Half of Small Businesses Believe They're Not Cybercrime Targets

New SMB version of the NIST Cybersecurity Framework could help these organizations properly assess and respond to their security risks.

Even with increased public awareness of cybersecurity threats, small- to midsized businesses (SMBs) mostly remain behind the curve: some 51% of SMB leaders are convinced their companies are not a target for cybercrime.

Meanwhile, 76% of them say they haven't activated multifactor authentication (MFA) for their enterprise email accounts, according to a new report released today from Switchfast Technologies. 

"Frankly, we see similar numbers for MDM [mobile device management]" MFA adoption as well, says Nik Vargas, CTO for Switchfast. He says a single breach can cost a small business up to $130,000, mostly for legal work, cyber remediation, and reputational damage.

Meanwhile, the federal government is giving SMBs an assist: President Trump signed the NIST Small Business Cybersecurity Act last week, which directs NIST to develop a streamlined version of its famed Cybersecurity Framework.

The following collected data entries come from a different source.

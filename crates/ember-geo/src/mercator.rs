//! Web-Mercator slippy-tile math shared by the tile decoder and the loader.
use serde::{Deserialize, Serialize};

/// Identifies a slippy-map vector tile at zoom `z`.
#[derive(Debug, Clone, Copy, PartialEq, Eq, PartialOrd, Ord, Hash, Serialize, Deserialize)]
pub struct TileCoord {
    pub x: u32,
    pub y: u32,
    pub z: u8,
}

/// Wrap longitude into `[-180, 180)`.
pub fn normalize_lng(lng: f64) -> f64 {
    (lng + 180.0).rem_euclid(360.0) - 180.0
}

/// Clamp latitude into `[-90, 90]`.
pub fn clamp_lat(lat: f64) -> f64 {
    lat.clamp(-90.0, 90.0)
}

/// Standard slippy-map tile index for a coordinate at the given zoom.
///
/// Latitude is clamped and longitude wrapped first, and the resulting index
/// is clamped into the valid range, so the poles map to the edge tiles
/// instead of overflowing.
pub fn lat_lng_to_tile_xy(lat: f64, lng: f64, zoom: u8) -> TileCoord {
    let n = 2f64.powi(i32::from(zoom));
    let lng = normalize_lng(lng);
    let lat_rad = clamp_lat(lat).to_radians();

    let x = ((lng + 180.0) / 360.0 * n).floor();
    let y = ((1.0 - (lat_rad.tan() + 1.0 / lat_rad.cos()).ln() / std::f64::consts::PI) / 2.0 * n)
        .floor();

    let max = n - 1.0;
    TileCoord {
        x: x.clamp(0.0, max) as u32,
        y: y.clamp(0.0, max) as u32,
        z: zoom,
    }
}

#[cfg(test)]
mod tests {
    use super::*;

    #[test]
    fn normalize_wraps_into_half_open_range() {
        assert_eq!(normalize_lng(0.0), 0.0);
        assert_eq!(normalize_lng(180.0), -180.0);
        assert_eq!(normalize_lng(-180.0), -180.0);
        assert_eq!(normalize_lng(190.0), -170.0);
        assert_eq!(normalize_lng(540.0), -180.0);
        assert!((normalize_lng(152.7) - 152.7).abs() < 1e-12);
    }

    #[test]
    fn clamp_lat_limits_poles() {
        assert_eq!(clamp_lat(95.0), 90.0);
        assert_eq!(clamp_lat(-95.0), -90.0);
        assert_eq!(clamp_lat(-31.9), -31.9);
    }

    #[test]
    fn origin_maps_to_center_tile() {
        assert_eq!(
            lat_lng_to_tile_xy(0.0, 0.0, 1),
            TileCoord { x: 1, y: 1, z: 1 }
        );
        assert_eq!(
            lat_lng_to_tile_xy(0.0, 0.0, 0),
            TileCoord { x: 0, y: 0, z: 0 }
        );
    }

    #[test]
    fn known_location_matches_reference_index() {
        // Taree, NSW at zoom 12 (reference values from the OSM tile scheme).
        let t = lat_lng_to_tile_xy(-31.91, 152.46, 12);
        assert_eq!(t, TileCoord { x: 3782, y: 2431, z: 12 });
    }

    #[test]
    fn pole_clamps_to_edge_tile() {
        let t = lat_lng_to_tile_xy(90.0, 0.0, 3);
        assert_eq!(t.y, 0);
        let t = lat_lng_to_tile_xy(-90.0, 179.999, 3);
        assert_eq!(t.y, 7);
        assert_eq!(t.x, 7);
    }
}
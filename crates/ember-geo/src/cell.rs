//! Fixed-size square cells used as the cache and fetch granularity for
//! community-area feature sets. A cell is not a slippy-map tile; it is a
//! floor-quantized partition of the lng/lat plane at a configurable size.
use std::fmt;

use serde::{Deserialize, Serialize};

use crate::bbox::BoundingBox;

/// Identifies a cell by its floor-quantized (x, y) indices.
///
/// Two coordinates inside the same cell always produce an identical key, so
/// the key works directly as a map key or set member. `Display` renders the
/// stable `"{x},{y}"` form used in fetch URLs and logs.
#[derive(Debug, Clone, Copy, PartialEq, Eq, PartialOrd, Ord, Hash, Serialize, Deserialize)]
pub struct CellKey {
    pub x: i64,
    pub y: i64,
}

impl CellKey {
    /// The cell containing the given coordinate at `cell_size` degrees.
    pub fn containing(lng: f64, lat: f64, cell_size: f64) -> Self {
        Self {
            x: (lng / cell_size).floor() as i64,
            y: (lat / cell_size).floor() as i64,
        }
    }

    /// The geographic bounds of this cell at `cell_size` degrees.
    pub fn bounds(&self, cell_size: f64) -> BoundingBox {
        let west = self.x as f64 * cell_size;
        let south = self.y as f64 * cell_size;
        BoundingBox {
            north: south + cell_size,
            south,
            east: west + cell_size,
            west,
        }
    }
}

impl fmt::Display for CellKey {
    fn fmt(&self, f: &mut fmt::Formatter<'_>) -> fmt::Result {
        write!(f, "{},{}", self.x, self.y)
    }
}

/// Quantize a coordinate to its containing cell's key.
pub fn cell_key(lng: f64, lat: f64, cell_size: f64) -> CellKey {
    CellKey::containing(lng, lat, cell_size)
}

/// Every cell whose square overlaps the viewport, iterating from the floor of
/// the south-west corner to the ceiling of the north-east corner.
///
/// A degenerate (point or line) viewport still yields the cells it touches.
pub fn cells_in_viewport(viewport: &BoundingBox, cell_size: f64) -> Vec<CellKey> {
    let x0 = (viewport.west / cell_size).floor() as i64;
    let y0 = (viewport.south / cell_size).floor() as i64;
    let x1 = ((viewport.east / cell_size).ceil() as i64).max(x0 + 1);
    let y1 = ((viewport.north / cell_size).ceil() as i64).max(y0 + 1);

    let mut out = Vec::with_capacity(((x1 - x0) * (y1 - y0)) as usize);
    for y in y0..y1 {
        for x in x0..x1 {
            out.push(CellKey { x, y });
        }
    }
    out
}
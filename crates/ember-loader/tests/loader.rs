//! Loader behavior against a scripted in-memory feature source.
use std::collections::BTreeSet;
use std::sync::Mutex;
use std::sync::atomic::{AtomicUsize, Ordering};
use std::sync::Arc;
use std::time::Duration;

use async_trait::async_trait;
use ember_geo::{BoundingBox, CellKey, Feature, FeatureCollection, Geometry, Properties};
use ember_loader::{
    DebouncedLoader, FeatureSource, FetchError, FetchResult, LoaderConfig, ViewportLoader,
};

const CELL: f64 = 1.0;

/// Emits `features_per_cell` point features near each cell's center and
/// counts every fetch; cells in `failing` error instead.
struct MockSource {
    fetch_count: AtomicUsize,
    features_per_cell: usize,
    failing: Mutex<BTreeSet<CellKey>>,
}

impl MockSource {
    fn new(features_per_cell: usize) -> Self {
        Self {
            fetch_count: AtomicUsize::new(0),
            features_per_cell,
            failing: Mutex::new(BTreeSet::new()),
        }
    }

    fn fetches(&self) -> usize {
        self.fetch_count.load(Ordering::SeqCst)
    }

    fn fail_cell(&self, cell: CellKey) {
        self.failing.lock().expect("lock").insert(cell);
    }

    fn heal(&self) {
        self.failing.lock().expect("lock").clear();
    }
}

#[async_trait]
impl FeatureSource for MockSource {
    async fn fetch_cell(&self, cell: CellKey, _zoom: u8) -> FetchResult<FeatureCollection> {
        self.fetch_count.fetch_add(1, Ordering::SeqCst);
        if self.failing.lock().expect("lock").contains(&cell) {
            return Err(FetchError::Upstream("scripted outage".to_string()));
        }
        let bounds = cell.bounds(CELL);
        let features = (0..self.features_per_cell)
            .map(|i| {
                let jitter = i as f64 * 0.01;
                Feature::new(
                    Geometry::Point {
                        coordinates: [
                            bounds.west + CELL / 2.0 + jitter,
                            bounds.south + CELL / 2.0,
                        ],
                    },
                    Properties::new(),
                )
            })
            .collect();
        Ok(FeatureCollection::new(features))
    }
}

fn config() -> LoaderConfig {
    LoaderConfig {
        cell_size: CELL,
        ..LoaderConfig::default()
    }
}

fn viewport_at(west: f64) -> BoundingBox {
    BoundingBox::new(1.0, 0.0, west + 1.0, west)
}

#[tokio::test]
async fn second_identical_load_is_served_from_cache() {
    let loader = ViewportLoader::new(MockSource::new(1), config());
    let vp = viewport_at(0.0);

    let first = loader.load_features(vp, 12).await;
    let after_first = loader.source().fetches();
    assert!(after_first > 0);
    assert!(!first.is_empty());

    let second = loader.load_features(vp, 12).await;
    assert_eq!(loader.source().fetches(), after_first, "cache hit must not fetch");
    assert_eq!(second.len(), first.len());
}

#[tokio::test]
async fn zoom_change_bypasses_the_overlap_hit() {
    let loader = ViewportLoader::new(MockSource::new(1), config());
    let vp = viewport_at(0.0);

    loader.load_features(vp, 12).await;
    let after_first = loader.source().fetches();
    loader.load_features(vp, 13).await;
    assert!(loader.source().fetches() > after_first);
}

#[tokio::test]
async fn cache_is_bounded_and_evicts_least_recently_used() {
    let loader = ViewportLoader::new(MockSource::new(1), config());

    // Six distinct, non-overlapping viewports against a bound of five.
    for i in 0..6 {
        loader.load_features(viewport_at(i as f64 * 10.0), 12).await;
    }
    assert_eq!(loader.cached_bounds(), 5);

    // The very first viewport was evicted, so revisiting it fetches again.
    let before = loader.source().fetches();
    loader.load_features(viewport_at(0.0), 12).await;
    assert!(loader.source().fetches() > before);
    assert_eq!(loader.cached_bounds(), 5);
}

#[tokio::test]
async fn feature_cap_bounds_the_result_and_the_fetch_fan_out() {
    let source = MockSource::new(7);
    let loader = ViewportLoader::new(
        source,
        LoaderConfig {
            cell_size: CELL,
            max_features: 10,
            load_chunk_size: 2,
            ..LoaderConfig::default()
        },
    );

    // The expanded viewport covers 9 cells of 7 features each.
    let result = loader.load_features(viewport_at(0.0), 12).await;
    assert!(result.len() <= 10);

    // Batches stop once the cap is reached: 9 cells would be 9 fetches, but
    // two batches of two already exceed the cap.
    assert!(loader.source().fetches() < 9);
}

#[tokio::test]
async fn failed_cells_are_retried_on_the_next_call() {
    let source = MockSource::new(1);
    // The requested viewport's own cell is scripted to fail first.
    source.fail_cell(CellKey { x: 0, y: 0 });
    let loader = ViewportLoader::new(source, config());
    let vp = BoundingBox::new(0.9, 0.1, 0.9, 0.1);

    let first = loader.load_features(vp, 12).await;
    // Neighboring cells succeeded but their features lie outside the
    // requested viewport; the failed cell contributes nothing yet.
    assert!(first.is_empty());

    loader.source().heal();
    let before = loader.source().fetches();
    let second = loader.load_features(vp, 12).await;
    // Only the previously failed cell is refetched.
    assert_eq!(loader.source().fetches(), before + 1);
    assert_eq!(second.len(), 1);
}

#[tokio::test]
async fn results_are_culled_to_the_requested_viewport() {
    let loader = ViewportLoader::new(MockSource::new(1), config());
    let vp = viewport_at(0.0);
    let result = loader.load_features(vp, 12).await;
    assert!(!result.is_empty());
    for feature in &result.features {
        let bbox = feature.geometry.bbox().expect("point bbox");
        assert!(bbox.intersects(&vp), "feature escaped the requested viewport");
    }
}

#[tokio::test]
async fn cache_hit_returns_the_same_data_as_the_preceding_miss() {
    let loader = ViewportLoader::new(MockSource::new(1), config());

    // Prime one viewport, then load a neighbor overlapping it below the hit
    // threshold: a miss that reuses the primed cells and fetches the rest.
    loader.load_features(viewport_at(0.0), 12).await;
    let vp = viewport_at(1.0);
    let miss = loader.load_features(vp, 12).await;
    assert!(!miss.is_empty());

    // The identical request hits the entry the miss created; it must answer
    // with the same features, not just the ones that miss fetched.
    let before = loader.source().fetches();
    let hit = loader.load_features(vp, 12).await;
    assert_eq!(loader.source().fetches(), before, "second load must hit");
    assert_eq!(hit.len(), miss.len());
}

#[tokio::test]
async fn fully_covered_miss_fetches_nothing_and_adds_no_entry() {
    let loader = ViewportLoader::new(MockSource::new(1), config());
    loader.load_features(viewport_at(0.0), 12).await;
    let baseline = loader.source().fetches();

    // Sits entirely within already fetched cells but overlaps the cached
    // bounds too little for a hit.
    let vp = BoundingBox::new(1.25, -0.25, 1.25, -0.25);
    let first = loader.load_features(vp, 12).await;
    let second = loader.load_features(vp, 12).await;

    assert_eq!(loader.source().fetches(), baseline);
    assert_eq!(loader.cached_bounds(), 1);
    assert!(!first.is_empty());
    assert_eq!(first.len(), second.len());
}

#[tokio::test(start_paused = true)]
async fn debounce_collapses_rapid_viewport_changes_into_one_load() {
    let loader = Arc::new(ViewportLoader::new(
        MockSource::new(1),
        LoaderConfig {
            cell_size: CELL,
            debounce: Duration::from_millis(250),
            ..LoaderConfig::default()
        },
    ));
    let (debounced, mut results) = DebouncedLoader::new(Arc::clone(&loader), 4);

    // Three rapid pans; only the last settles.
    debounced.notify(viewport_at(0.0), 12);
    debounced.notify(viewport_at(10.0), 12);
    debounced.notify(viewport_at(20.0), 12);

    let delivered = results.recv().await.expect("one result");
    assert!(!delivered.is_empty());

    // Earlier notifications were superseded and must not deliver.
    tokio::task::yield_now().await;
    assert!(results.try_recv().is_err());
    // Exactly one load cycle ran.
    assert_eq!(loader.cached_bounds(), 1);
}
//! Viewport feature cache and loader for ember map layers.
//!
//! # Purpose
//! Given a map viewport and zoom, returns the features to render while
//! fetching and caching only what is missing: expands the viewport by a
//! prefetch margin, short-circuits on sufficiently overlapping cached
//! viewports, fans out per-cell fetches for the rest, and evicts old entries
//! under an LRU bound.
//!
//! # How it fits
//! The map UI owns a [`ViewportLoader`] (or the [`DebouncedLoader`] wrapper)
//! per map view and calls it on viewport changes. Fetching goes through the
//! [`FeatureSource`] seam; [`MvtSource`] adapts a raw tile fetcher via the
//! `ember-tile` decoder.
//!
//! # Key invariants
//! - The cache lock is held only across synchronous mutation, never across a
//!   network await.
//! - A per-cell fetch failure never aborts the overall load; the cell stays
//!   uncovered and is retried on the next viewport change.
//! - No more than the configured feature cap is ever returned; feature order
//!   is not guaranteed.
//!
//! # Common pitfalls
//! - Callers must not infer cache hit/miss from the error channel; there is
//!   none. Inspect returned data volume instead.

mod cache;
mod config;
mod debounce;
mod source;
mod viewport;

pub use config::LoaderConfig;
pub use debounce::DebouncedLoader;
pub use source::{FeatureSource, FetchError, FetchResult, MvtSource, TileFetch};
pub use viewport::ViewportLoader;
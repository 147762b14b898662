// Minimal protocol-buffer wire primitives, enough to walk a vector tile.
use bytes::{Buf, Bytes};

pub(crate) type Result<T> = std::result::Result<T, DecodeError>;

#[derive(thiserror::Error, Debug)]
pub(crate) enum DecodeError {
    #[error("truncated varint")]
    TruncatedVarint,
    #[error("varint overflow")]
    VarintOverflow,
    #[error("truncated field payload")]
    Truncated,
    #[error("unsupported wire type {0}")]
    UnsupportedWireType(u8),
    #[error("invalid utf-8 in string field")]
    InvalidUtf8,
    #[error("value message carried no value")]
    EmptyValue,
    #[error("malformed geometry command stream")]
    BadGeometry,
}

pub(crate) const WIRE_VARINT: u8 = 0;
pub(crate) const WIRE_FIXED64: u8 = 1;
pub(crate) const WIRE_LEN: u8 = 2;
pub(crate) const WIRE_FIXED32: u8 = 5;

#[derive(Debug, Clone, Copy)]
pub(crate) struct FieldHeader {
    pub field: u64,
    pub wire: u8,
}

pub(crate) fn read_varint(buf: &mut Bytes) -> Result<u64> {
    let mut value = 0u64;
    let mut shift = 0u32;
    loop {
        if shift >= 64 {
            return Err(DecodeError::VarintOverflow);
        }
        if !buf.has_remaining() {
            return Err(DecodeError::TruncatedVarint);
        }
        let byte = buf.get_u8();
        value |= u64::from(byte & 0x7f) << shift;
        if byte & 0x80 == 0 {
            return Ok(value);
        }
        shift += 7;
    }
}

// Zigzag decoding maps unsigned varints back to signed deltas.
pub(crate) fn zigzag(value: u64) -> i64 {
    ((value >> 1) as i64) ^ -((value & 1) as i64)
}

pub(crate) fn read_field_header(buf: &mut Bytes) -> Result<FieldHeader> {
    let tag = read_varint(buf)?;
    Ok(FieldHeader {
        field: tag >> 3,
        wire: (tag & 0x7) as u8,
    })
}

pub(crate) fn read_len_delimited(buf: &mut Bytes) -> Result<Bytes> {
    let len = read_varint(buf)? as usize;
    if buf.remaining() < len {
        return Err(DecodeError::Truncated);
    }
    Ok(buf.split_to(len))
}

pub(crate) fn read_string(buf: &mut Bytes) -> Result<String> {
    let raw = read_len_delimited(buf)?;
    String::from_utf8(raw.to_vec()).map_err(|_| DecodeError::InvalidUtf8)
}

// Unpack a packed repeated varint field into its values.
pub(crate) fn read_packed_varints(buf: &mut Bytes) -> Result<Vec<u64>> {
    let mut raw = read_len_delimited(buf)?;
    let mut out = Vec::new();
    while raw.has_remaining() {
        out.push(read_varint(&mut raw)?);
    }
    Ok(out)
}

pub(crate) fn skip_field(buf: &mut Bytes, wire: u8) -> Result<()> {
    match wire {
        WIRE_VARINT => {
            read_varint(buf)?;
        }
        WIRE_FIXED64 => {
            if buf.remaining() < 8 {
                return Err(DecodeError::Truncated);
            }
            buf.advance(8);
        }
        WIRE_LEN => {
            read_len_delimited(buf)?;
        }
        WIRE_FIXED32 => {
            if buf.remaining() < 4 {
                return Err(DecodeError::Truncated);
            }
            buf.advance(4);
        }
        other => return Err(DecodeError::UnsupportedWireType(other)),
    }
    Ok(())
}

"The fact that the federal government has made this a focus is a positive step," Vargas says. "Of course, one of the real dangers is that small businesses can be a launching pad for much larger attacks on government sites and the large commercial giants."

The reality of SMB security challenges for some time has been painfully obvious: a Ponemon Institute report in 2016 that found that roughly half of the nation's 30 million small businesses had been breached. And the new Switchfast report demonstrates that there's still plenty of work to do to get SMBs up to speed in securing their systems.

Daniel Eliot, director of small business education at the National Cyber Security Alliance, looks for NIST to offer a simplified version of its framework, plus some tools he can use in the NCSA’s small business workshops.

"The idea is to make security approachable to small businesspeople, not to use scare tactics," Eliot says. "I'm glad Congress recognizes the unique need of small businesses, that they typically lack the bodies or budget to do cybersecurity well."

NIST's Cybersecurity Framework provides a way for organizations to assess their security risk, and provides guidelines for  protecting, detecting and responding to cyber threats. 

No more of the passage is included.